Joseph Anton Stranitzky
Joseph Anton Stranitzky (* 10. September 1676 vermutlich in Knittelfeld/Steiermark; † 19. Mai 1726 in Wien) war ein österreichischer Schauspieler, Theaterschriftsteller und Theaterleiter. Er gilt als Begründer des Alt-Wiener Volkstheaters und Erfinder des darin auftretenden Wiener Hanswursts. Zudem war er ein von der Medizinischen Fakultät Wiens geprüfter Zahnarzt.
Leben
Stranitzky, vermutlich ein Sohn der Eheleute Wenzel Stranitzky („Wenceslaus Strännitzgy“) und Maria Barbara Stranitzky,[1] war, wie damals üblich, zugleich Schauspieler und Puppenspieler. Er schloss sich einer Wandertruppe an, die 1699 in München gastierte, und war zu dieser Zeit auch schon als selbständiger Marionettenspielunternehmer im süddeutschen Raum tätig. Um 1705 wurden er und seine Ehefrau Maria Monica in Wien sesshaft.[2] 1706 trat er am Neuen Markt in Wien auf, stets noch in Bretterbuden. 1711 wurde er Pächter des Kärntnertortheaters, eines neuen aus Stein gebauten Hauses.
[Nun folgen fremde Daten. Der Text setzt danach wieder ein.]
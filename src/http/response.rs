/// HTTP status codes supported by the server.
///
/// Common HTTP status codes used in responses:
/// - `Ok` (200): Request successful
/// - `NotFound` (404): Resource not found, also used for rejected requests
/// - `PayloadTooLarge` (413): Declared body exceeds the configured limit
/// - `InternalServerError` (500): Server error
#[derive(Debug, Clone, Copy, PartialEq, Eq)]
pub enum StatusCode {
    /// 200 OK
    Ok,
    /// 404 Not Found
    NotFound,
    /// 413 Payload Too Large
    PayloadTooLarge,
    /// 500 Internal Server Error
    InternalServerError,
}

impl StatusCode {
    /// Returns the numeric HTTP status code.
    ///
    /// # Example
    ///
    /// ```
    /// # use hearth::http::response::StatusCode;
    /// assert_eq!(StatusCode::Ok.as_u16(), 200);
    /// assert_eq!(StatusCode::NotFound.as_u16(), 404);
    /// ```
    pub fn as_u16(&self) -> u16 {
        match self {
            StatusCode::Ok => 200,
            StatusCode::NotFound => 404,
            StatusCode::PayloadTooLarge => 413,
            StatusCode::InternalServerError => 500,
        }
    }

    /// Returns the standard HTTP reason phrase for this status code.
    ///
    /// # Example
    ///
    /// ```
    /// # use hearth::http::response::StatusCode;
    /// assert_eq!(StatusCode::Ok.reason_phrase(), "OK");
    /// assert_eq!(StatusCode::NotFound.reason_phrase(), "Not Found");
    /// ```
    pub fn reason_phrase(&self) -> &'static str {
        match self {
            StatusCode::Ok => "OK",
            StatusCode::NotFound => "Not Found",
            StatusCode::PayloadTooLarge => "Payload Too Large",
            StatusCode::InternalServerError => "Internal Server Error",
        }
    }
}

/// Represents a complete HTTP response ready to be sent to a client.
///
/// Headers are kept in insertion order so the serialized framing is stable.
#[derive(Debug)]
pub struct Response {
    /// The HTTP status code
    pub status: StatusCode,
    /// HTTP headers as ordered name/value pairs
    pub headers: Vec<(String, String)>,
    /// Response body as bytes
    pub body: Vec<u8>,
}

/// Builder for constructing HTTP responses in a fluent style.
///
/// # Example
///
/// ```ignore
/// let response = ResponseBuilder::new(StatusCode::Ok)
///     .header("Content-Type", "application/json")
///     .body(b"{}".to_vec())
///     .build();
/// ```
pub struct ResponseBuilder {
    status: StatusCode,
    headers: Vec<(String, String)>,
    body: Vec<u8>,
}

impl ResponseBuilder {
    /// Creates a new response builder with the specified status code.
    pub fn new(status: StatusCode) -> Self {
        Self {
            status,
            headers: Vec::new(),
            body: Vec::new(),
        }
    }

    /// Adds or replaces a header.
    ///
    /// Names compare case-insensitively; a replaced header keeps its position.
    pub fn header(mut self, key: impl Into<String>, value: impl Into<String>) -> Self {
        let key = key.into();
        let value = value.into();
        match self
            .headers
            .iter_mut()
            .find(|(k, _)| k.eq_ignore_ascii_case(&key))
        {
            Some(entry) => entry.1 = value,
            None => self.headers.push((key, value)),
        }
        self
    }

    /// Sets the response body.
    pub fn body(mut self, body: Vec<u8>) -> Self {
        self.body = body;
        self
    }

    /// Builds the final Response.
    ///
    /// Content-Length is always set from the body size.
    pub fn build(self) -> Response {
        let len = self.body.len().to_string();
        let built = self.header("Content-Length", len);

        Response {
            status: built.status,
            headers: built.headers,
            body: built.body,
        }
    }
}

impl Response {
    /// Creates a simple 200 OK response with the given body.
    pub fn ok(body: impl Into<Vec<u8>>) -> Self {
        ResponseBuilder::new(StatusCode::Ok)
            .body(body.into())
            .build()
    }

    /// A 200 response carrying static content of the given type.
    pub fn content(content_type: &str, body: Vec<u8>) -> Self {
        ResponseBuilder::new(StatusCode::Ok)
            .header("Content-Type", content_type)
            .body(body)
            .build()
    }

    /// Creates a 404 Not Found response with an empty body.
    pub fn not_found() -> Self {
        Self::closing(StatusCode::NotFound)
    }

    /// Creates a 413 response for bodies over the configured limit.
    pub fn payload_too_large() -> Self {
        Self::closing(StatusCode::PayloadTooLarge)
    }

    /// Creates a 500 Internal Server Error response.
    pub fn internal_error() -> Self {
        Self::closing(StatusCode::InternalServerError)
    }

    fn closing(status: StatusCode) -> Self {
        ResponseBuilder::new(status)
            .header("Content-Length", "0")
            .header("Connection", "close")
            .build()
    }

    pub fn header(&self, key: &str) -> Option<&str> {
        self.headers
            .iter()
            .find(|(k, _)| k.eq_ignore_ascii_case(key))
            .map(|(_, v)| v.as_str())
    }
}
Mit seiner 1706 gegründeten Truppe „teutscher Komödianten“[3] machte er den Commedia-dell’arte-Darstellern Konkurrenz. Er entwickelte für sich die komische Figur des Wiener Hanswursts. Der Hanswurst war erheblich gröber als die italienischen Typen der Stegreifkomödie und hatte derartigen Erfolg, dass er imitiert und von anderen Darstellern übernommen wurde wie von Stranitzkys Schwiegersohn und Nachfolger Gottfried Prehauser.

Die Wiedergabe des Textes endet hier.